[Stored data]
....

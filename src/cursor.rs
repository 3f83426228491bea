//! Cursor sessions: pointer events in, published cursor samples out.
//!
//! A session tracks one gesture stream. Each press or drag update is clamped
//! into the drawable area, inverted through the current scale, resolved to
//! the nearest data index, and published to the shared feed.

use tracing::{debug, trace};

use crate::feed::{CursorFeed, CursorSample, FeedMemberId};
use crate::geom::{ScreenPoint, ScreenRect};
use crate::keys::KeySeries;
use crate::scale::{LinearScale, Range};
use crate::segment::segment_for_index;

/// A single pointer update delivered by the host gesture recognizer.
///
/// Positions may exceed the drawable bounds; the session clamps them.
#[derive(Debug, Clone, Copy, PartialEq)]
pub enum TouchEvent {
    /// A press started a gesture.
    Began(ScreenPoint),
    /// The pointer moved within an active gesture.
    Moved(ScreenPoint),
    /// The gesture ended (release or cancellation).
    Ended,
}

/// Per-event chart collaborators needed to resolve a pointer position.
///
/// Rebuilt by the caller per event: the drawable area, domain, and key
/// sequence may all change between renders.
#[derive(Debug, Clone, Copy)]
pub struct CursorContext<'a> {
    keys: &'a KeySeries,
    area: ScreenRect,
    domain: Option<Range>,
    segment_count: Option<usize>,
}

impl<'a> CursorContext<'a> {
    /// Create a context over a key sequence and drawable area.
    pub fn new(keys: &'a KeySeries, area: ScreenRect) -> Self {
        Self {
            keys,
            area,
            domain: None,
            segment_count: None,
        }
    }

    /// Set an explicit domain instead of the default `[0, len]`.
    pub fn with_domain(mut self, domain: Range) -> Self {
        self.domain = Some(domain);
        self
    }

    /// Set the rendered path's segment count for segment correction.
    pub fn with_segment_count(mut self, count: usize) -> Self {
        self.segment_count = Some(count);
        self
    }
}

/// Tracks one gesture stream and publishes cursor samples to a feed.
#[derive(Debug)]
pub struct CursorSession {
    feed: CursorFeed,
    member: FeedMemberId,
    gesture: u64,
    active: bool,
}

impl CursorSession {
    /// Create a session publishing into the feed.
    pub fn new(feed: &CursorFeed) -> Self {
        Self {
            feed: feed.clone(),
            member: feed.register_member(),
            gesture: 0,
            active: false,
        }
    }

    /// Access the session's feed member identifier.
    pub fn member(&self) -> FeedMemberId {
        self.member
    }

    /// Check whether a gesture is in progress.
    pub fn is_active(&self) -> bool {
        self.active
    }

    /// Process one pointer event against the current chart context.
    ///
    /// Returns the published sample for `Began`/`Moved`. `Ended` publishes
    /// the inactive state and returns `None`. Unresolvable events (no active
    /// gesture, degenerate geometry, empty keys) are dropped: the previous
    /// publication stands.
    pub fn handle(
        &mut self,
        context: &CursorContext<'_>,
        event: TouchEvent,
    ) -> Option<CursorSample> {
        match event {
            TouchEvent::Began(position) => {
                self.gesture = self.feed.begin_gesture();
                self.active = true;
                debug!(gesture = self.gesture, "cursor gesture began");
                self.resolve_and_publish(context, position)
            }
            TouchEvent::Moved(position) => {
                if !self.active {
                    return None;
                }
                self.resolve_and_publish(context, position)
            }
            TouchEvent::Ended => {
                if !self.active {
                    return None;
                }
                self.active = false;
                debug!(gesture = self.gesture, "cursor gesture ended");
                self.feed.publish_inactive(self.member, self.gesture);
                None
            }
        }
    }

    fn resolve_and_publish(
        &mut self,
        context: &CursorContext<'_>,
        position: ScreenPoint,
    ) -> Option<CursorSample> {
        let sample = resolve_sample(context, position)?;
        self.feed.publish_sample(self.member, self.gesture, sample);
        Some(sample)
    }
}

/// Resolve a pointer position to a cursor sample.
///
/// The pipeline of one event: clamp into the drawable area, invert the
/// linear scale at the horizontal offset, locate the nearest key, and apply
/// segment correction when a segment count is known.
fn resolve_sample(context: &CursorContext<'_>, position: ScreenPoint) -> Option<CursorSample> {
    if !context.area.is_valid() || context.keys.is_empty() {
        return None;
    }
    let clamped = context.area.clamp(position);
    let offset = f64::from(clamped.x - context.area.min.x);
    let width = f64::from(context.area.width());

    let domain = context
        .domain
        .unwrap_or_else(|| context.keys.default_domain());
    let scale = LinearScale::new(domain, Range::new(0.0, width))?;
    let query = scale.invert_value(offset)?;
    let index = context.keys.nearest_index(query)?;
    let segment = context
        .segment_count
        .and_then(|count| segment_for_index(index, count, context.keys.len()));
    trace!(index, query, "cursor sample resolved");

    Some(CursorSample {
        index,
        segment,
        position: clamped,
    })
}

....

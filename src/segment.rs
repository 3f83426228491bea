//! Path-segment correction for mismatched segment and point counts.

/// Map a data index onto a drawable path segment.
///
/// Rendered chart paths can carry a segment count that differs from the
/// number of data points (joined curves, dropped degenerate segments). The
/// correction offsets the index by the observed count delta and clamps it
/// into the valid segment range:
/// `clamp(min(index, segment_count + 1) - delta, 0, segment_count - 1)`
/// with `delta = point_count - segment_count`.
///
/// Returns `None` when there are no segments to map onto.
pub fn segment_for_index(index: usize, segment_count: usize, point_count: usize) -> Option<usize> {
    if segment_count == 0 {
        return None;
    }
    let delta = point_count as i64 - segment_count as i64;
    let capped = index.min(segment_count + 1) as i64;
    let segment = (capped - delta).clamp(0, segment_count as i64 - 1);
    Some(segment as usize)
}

....

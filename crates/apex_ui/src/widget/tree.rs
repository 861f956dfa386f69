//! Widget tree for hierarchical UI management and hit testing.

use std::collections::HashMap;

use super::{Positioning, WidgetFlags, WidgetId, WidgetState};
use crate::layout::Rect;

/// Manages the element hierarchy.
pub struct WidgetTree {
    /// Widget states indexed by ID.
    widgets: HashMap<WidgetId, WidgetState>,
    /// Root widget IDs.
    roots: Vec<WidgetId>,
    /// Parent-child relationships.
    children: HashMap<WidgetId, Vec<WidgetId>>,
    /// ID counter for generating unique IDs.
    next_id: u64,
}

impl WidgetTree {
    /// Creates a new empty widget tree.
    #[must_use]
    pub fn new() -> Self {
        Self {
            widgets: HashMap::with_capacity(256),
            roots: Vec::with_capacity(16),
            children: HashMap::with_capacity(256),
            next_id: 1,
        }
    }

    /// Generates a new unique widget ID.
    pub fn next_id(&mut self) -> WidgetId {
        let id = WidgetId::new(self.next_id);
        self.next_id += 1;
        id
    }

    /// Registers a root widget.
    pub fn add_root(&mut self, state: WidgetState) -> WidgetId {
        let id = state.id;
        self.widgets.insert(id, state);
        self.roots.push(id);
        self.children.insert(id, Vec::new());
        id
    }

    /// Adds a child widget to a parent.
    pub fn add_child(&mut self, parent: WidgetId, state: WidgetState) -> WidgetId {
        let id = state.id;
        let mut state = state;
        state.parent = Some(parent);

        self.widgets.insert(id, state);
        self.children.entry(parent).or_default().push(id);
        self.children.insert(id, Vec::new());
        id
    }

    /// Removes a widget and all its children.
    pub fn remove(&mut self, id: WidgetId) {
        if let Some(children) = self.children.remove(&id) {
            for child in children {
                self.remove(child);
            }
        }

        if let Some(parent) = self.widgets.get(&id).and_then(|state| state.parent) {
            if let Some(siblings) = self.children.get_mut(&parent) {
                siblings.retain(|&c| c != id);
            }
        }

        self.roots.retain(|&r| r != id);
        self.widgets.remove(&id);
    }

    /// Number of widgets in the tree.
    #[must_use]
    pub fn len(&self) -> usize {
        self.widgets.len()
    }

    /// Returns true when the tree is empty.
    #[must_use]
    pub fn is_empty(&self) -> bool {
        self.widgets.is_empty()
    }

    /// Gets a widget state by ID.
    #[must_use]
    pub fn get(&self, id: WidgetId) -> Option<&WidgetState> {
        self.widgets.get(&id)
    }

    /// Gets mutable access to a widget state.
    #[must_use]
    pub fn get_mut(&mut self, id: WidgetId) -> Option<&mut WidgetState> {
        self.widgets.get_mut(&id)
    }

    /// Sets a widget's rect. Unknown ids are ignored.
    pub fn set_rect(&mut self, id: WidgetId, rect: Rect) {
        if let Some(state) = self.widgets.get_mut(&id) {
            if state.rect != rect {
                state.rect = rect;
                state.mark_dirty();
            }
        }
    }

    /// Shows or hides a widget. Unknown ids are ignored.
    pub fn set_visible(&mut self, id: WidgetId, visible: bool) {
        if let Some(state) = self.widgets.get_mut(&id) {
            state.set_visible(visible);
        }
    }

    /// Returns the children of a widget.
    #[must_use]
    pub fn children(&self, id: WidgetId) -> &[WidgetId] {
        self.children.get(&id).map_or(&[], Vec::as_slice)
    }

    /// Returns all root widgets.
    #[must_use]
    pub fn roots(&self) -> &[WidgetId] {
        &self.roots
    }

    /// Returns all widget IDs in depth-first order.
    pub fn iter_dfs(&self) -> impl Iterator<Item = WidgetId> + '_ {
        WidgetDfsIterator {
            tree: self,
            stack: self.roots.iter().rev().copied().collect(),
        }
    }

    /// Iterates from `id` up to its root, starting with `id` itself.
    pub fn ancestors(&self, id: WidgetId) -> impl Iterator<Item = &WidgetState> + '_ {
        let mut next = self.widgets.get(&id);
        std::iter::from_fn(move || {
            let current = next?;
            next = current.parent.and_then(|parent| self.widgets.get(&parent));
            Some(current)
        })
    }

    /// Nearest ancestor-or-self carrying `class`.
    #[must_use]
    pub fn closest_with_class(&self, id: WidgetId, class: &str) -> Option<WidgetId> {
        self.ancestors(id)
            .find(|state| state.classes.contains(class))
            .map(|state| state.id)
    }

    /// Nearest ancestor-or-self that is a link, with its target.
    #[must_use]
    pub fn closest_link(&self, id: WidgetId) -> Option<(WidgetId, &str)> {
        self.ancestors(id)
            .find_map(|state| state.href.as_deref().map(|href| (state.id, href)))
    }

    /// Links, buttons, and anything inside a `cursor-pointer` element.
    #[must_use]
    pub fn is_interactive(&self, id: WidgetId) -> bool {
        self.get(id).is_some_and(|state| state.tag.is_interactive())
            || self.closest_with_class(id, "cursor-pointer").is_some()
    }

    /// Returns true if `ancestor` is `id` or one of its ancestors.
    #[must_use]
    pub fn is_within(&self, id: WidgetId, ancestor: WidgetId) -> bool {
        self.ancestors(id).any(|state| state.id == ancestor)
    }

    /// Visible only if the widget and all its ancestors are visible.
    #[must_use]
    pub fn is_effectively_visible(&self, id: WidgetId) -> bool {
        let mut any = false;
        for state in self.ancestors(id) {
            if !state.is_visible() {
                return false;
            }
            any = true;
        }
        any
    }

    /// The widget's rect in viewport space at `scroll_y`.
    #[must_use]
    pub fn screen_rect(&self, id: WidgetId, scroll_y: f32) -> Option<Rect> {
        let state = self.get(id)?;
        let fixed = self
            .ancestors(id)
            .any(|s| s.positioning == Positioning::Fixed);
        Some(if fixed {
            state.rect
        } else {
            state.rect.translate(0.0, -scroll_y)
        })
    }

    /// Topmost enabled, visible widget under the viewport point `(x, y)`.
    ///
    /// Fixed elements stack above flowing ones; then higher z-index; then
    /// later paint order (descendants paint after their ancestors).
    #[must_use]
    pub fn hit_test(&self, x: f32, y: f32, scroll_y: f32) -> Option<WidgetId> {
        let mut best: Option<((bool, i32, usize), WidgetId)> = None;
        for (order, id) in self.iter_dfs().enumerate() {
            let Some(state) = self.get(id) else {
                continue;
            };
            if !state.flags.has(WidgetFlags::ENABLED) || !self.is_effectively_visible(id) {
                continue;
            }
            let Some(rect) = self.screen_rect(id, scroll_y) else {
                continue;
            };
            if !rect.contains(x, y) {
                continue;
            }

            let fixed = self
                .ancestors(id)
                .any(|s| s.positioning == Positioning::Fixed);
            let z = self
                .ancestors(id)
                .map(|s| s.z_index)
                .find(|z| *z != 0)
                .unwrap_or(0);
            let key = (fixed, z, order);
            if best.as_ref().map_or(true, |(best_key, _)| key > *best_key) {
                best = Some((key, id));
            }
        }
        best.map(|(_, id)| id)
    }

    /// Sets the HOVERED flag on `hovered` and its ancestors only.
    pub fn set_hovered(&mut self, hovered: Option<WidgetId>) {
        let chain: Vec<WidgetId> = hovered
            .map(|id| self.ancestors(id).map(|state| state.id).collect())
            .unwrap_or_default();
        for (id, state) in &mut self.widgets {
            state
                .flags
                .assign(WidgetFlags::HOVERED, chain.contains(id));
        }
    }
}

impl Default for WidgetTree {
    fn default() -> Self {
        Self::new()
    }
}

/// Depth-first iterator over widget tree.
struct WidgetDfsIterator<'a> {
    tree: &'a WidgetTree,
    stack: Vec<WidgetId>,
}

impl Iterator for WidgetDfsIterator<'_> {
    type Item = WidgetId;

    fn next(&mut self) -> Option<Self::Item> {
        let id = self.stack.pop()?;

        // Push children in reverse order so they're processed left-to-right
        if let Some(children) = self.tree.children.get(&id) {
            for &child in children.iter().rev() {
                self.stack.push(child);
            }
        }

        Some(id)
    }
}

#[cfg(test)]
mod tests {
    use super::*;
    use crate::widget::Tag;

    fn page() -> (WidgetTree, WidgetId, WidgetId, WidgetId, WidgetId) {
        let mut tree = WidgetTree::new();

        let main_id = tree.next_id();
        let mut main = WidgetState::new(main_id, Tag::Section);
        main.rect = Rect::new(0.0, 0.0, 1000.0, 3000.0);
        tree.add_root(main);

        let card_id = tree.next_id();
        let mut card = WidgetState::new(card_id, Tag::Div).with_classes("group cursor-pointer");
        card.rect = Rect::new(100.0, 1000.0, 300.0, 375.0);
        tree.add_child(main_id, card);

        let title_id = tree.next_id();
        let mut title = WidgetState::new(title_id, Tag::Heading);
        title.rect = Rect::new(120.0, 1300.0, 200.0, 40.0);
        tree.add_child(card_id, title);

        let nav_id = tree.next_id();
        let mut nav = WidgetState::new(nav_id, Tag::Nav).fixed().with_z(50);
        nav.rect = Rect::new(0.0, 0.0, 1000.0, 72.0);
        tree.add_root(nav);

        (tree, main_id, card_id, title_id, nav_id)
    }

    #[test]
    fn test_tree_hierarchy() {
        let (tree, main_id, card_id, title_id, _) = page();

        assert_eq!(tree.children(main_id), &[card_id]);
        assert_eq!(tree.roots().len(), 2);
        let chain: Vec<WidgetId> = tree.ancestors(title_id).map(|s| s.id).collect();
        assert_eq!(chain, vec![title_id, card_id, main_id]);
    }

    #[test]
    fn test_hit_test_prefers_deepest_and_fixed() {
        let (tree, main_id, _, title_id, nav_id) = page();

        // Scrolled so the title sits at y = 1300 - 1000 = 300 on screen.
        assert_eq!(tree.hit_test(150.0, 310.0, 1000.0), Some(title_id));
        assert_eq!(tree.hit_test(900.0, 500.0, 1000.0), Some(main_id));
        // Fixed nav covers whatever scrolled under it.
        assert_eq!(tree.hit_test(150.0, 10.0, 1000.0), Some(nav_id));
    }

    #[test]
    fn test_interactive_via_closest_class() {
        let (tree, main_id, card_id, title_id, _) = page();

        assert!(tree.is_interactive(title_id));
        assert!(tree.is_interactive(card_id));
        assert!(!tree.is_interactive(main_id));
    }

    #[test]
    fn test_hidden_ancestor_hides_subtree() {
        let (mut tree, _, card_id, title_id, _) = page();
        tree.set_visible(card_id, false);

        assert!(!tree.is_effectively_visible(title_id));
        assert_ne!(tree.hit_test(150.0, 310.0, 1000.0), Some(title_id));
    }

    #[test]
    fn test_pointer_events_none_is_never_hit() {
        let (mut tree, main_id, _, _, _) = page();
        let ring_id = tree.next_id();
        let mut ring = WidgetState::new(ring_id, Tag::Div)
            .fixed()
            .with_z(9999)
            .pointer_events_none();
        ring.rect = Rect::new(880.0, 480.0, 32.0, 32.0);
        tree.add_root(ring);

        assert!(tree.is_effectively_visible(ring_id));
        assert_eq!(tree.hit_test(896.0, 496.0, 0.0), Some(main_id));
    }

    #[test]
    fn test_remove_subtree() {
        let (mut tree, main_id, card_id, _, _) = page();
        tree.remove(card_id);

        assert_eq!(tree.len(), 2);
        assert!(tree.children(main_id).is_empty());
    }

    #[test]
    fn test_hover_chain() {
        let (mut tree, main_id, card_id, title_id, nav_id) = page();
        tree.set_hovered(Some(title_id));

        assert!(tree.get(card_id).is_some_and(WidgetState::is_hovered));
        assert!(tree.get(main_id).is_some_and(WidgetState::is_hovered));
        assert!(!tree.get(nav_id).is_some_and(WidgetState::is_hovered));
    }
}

....

*WHAT THE TASK REQUIRES*:
Each line above that includes "capped" should be shown.

*WORKED SOLUTION*:
    let capped = index.min(segment_count + 1) as i64;
    let segment = (capped - delta).clamp(0, segment_count as i64 - 1);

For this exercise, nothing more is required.